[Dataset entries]
===

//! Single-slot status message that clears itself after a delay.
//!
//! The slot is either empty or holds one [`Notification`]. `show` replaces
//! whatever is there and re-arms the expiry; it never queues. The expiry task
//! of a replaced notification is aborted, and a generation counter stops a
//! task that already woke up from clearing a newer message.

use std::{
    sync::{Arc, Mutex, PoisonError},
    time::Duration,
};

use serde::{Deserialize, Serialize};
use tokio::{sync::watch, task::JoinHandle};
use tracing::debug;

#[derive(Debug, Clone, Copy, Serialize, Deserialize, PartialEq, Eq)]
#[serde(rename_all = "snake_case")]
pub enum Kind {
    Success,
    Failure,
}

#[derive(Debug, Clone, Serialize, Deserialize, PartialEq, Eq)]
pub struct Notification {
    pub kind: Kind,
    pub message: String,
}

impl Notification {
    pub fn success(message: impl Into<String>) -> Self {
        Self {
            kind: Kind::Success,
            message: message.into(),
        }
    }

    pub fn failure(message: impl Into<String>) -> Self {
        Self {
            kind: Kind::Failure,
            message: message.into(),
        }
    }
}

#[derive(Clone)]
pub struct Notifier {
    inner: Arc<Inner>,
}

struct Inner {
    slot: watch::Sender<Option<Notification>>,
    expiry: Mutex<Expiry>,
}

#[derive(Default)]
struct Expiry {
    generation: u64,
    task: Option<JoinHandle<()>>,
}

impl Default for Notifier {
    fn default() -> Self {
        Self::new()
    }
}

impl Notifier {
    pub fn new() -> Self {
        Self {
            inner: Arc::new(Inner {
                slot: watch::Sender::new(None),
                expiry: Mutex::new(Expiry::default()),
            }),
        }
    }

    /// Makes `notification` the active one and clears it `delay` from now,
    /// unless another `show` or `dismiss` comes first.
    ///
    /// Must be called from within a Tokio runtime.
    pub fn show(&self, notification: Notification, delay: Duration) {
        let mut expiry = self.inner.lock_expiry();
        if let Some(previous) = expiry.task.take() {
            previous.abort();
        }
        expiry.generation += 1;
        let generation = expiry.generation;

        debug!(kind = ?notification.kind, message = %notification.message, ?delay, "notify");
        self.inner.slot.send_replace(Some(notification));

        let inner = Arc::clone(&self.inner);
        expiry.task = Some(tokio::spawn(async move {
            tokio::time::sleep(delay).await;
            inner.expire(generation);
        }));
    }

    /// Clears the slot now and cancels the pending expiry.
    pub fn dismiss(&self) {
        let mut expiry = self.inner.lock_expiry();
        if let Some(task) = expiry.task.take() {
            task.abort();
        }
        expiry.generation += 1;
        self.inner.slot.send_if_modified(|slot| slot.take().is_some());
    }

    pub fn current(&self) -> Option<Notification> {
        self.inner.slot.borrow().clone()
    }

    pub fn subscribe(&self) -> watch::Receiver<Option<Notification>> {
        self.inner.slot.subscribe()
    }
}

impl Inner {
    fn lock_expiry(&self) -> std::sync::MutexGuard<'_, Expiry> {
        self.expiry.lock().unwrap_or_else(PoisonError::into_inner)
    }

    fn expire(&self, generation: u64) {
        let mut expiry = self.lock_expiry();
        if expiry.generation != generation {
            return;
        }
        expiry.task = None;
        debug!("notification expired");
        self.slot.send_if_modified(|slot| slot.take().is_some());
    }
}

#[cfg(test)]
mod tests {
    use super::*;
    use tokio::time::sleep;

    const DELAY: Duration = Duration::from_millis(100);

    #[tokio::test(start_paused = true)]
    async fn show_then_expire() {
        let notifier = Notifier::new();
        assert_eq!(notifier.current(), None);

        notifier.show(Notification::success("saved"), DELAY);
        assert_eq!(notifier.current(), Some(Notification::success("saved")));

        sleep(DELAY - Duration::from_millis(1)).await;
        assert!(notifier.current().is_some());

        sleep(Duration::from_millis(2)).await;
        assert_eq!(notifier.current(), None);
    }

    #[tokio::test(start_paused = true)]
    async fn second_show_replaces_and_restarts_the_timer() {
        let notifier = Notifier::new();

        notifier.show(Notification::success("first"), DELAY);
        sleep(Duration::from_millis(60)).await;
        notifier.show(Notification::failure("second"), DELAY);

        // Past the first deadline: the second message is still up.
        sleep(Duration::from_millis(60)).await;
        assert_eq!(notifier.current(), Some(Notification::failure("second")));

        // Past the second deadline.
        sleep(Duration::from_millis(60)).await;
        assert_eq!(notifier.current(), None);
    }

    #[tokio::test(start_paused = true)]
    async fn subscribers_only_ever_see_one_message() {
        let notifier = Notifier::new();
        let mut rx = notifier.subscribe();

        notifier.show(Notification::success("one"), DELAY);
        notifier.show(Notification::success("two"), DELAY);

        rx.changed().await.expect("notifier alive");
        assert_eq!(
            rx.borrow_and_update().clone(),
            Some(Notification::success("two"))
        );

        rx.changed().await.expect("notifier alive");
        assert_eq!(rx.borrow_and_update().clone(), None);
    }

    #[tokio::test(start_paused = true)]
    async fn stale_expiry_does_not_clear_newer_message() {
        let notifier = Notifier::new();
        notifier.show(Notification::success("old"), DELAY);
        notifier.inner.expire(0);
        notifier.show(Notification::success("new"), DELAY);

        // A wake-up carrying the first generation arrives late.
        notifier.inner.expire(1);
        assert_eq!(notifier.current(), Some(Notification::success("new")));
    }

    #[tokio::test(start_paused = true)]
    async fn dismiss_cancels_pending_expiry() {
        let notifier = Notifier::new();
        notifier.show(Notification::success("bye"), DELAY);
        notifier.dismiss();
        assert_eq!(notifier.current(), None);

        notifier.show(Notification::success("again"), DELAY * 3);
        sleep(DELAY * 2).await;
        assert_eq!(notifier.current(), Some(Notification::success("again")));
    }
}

===

Go through the entries and copy every line that has "JoinHandle".

### Task result
use tokio::{sync::watch, task::JoinHandle};
    task: Option<JoinHandle<()>>,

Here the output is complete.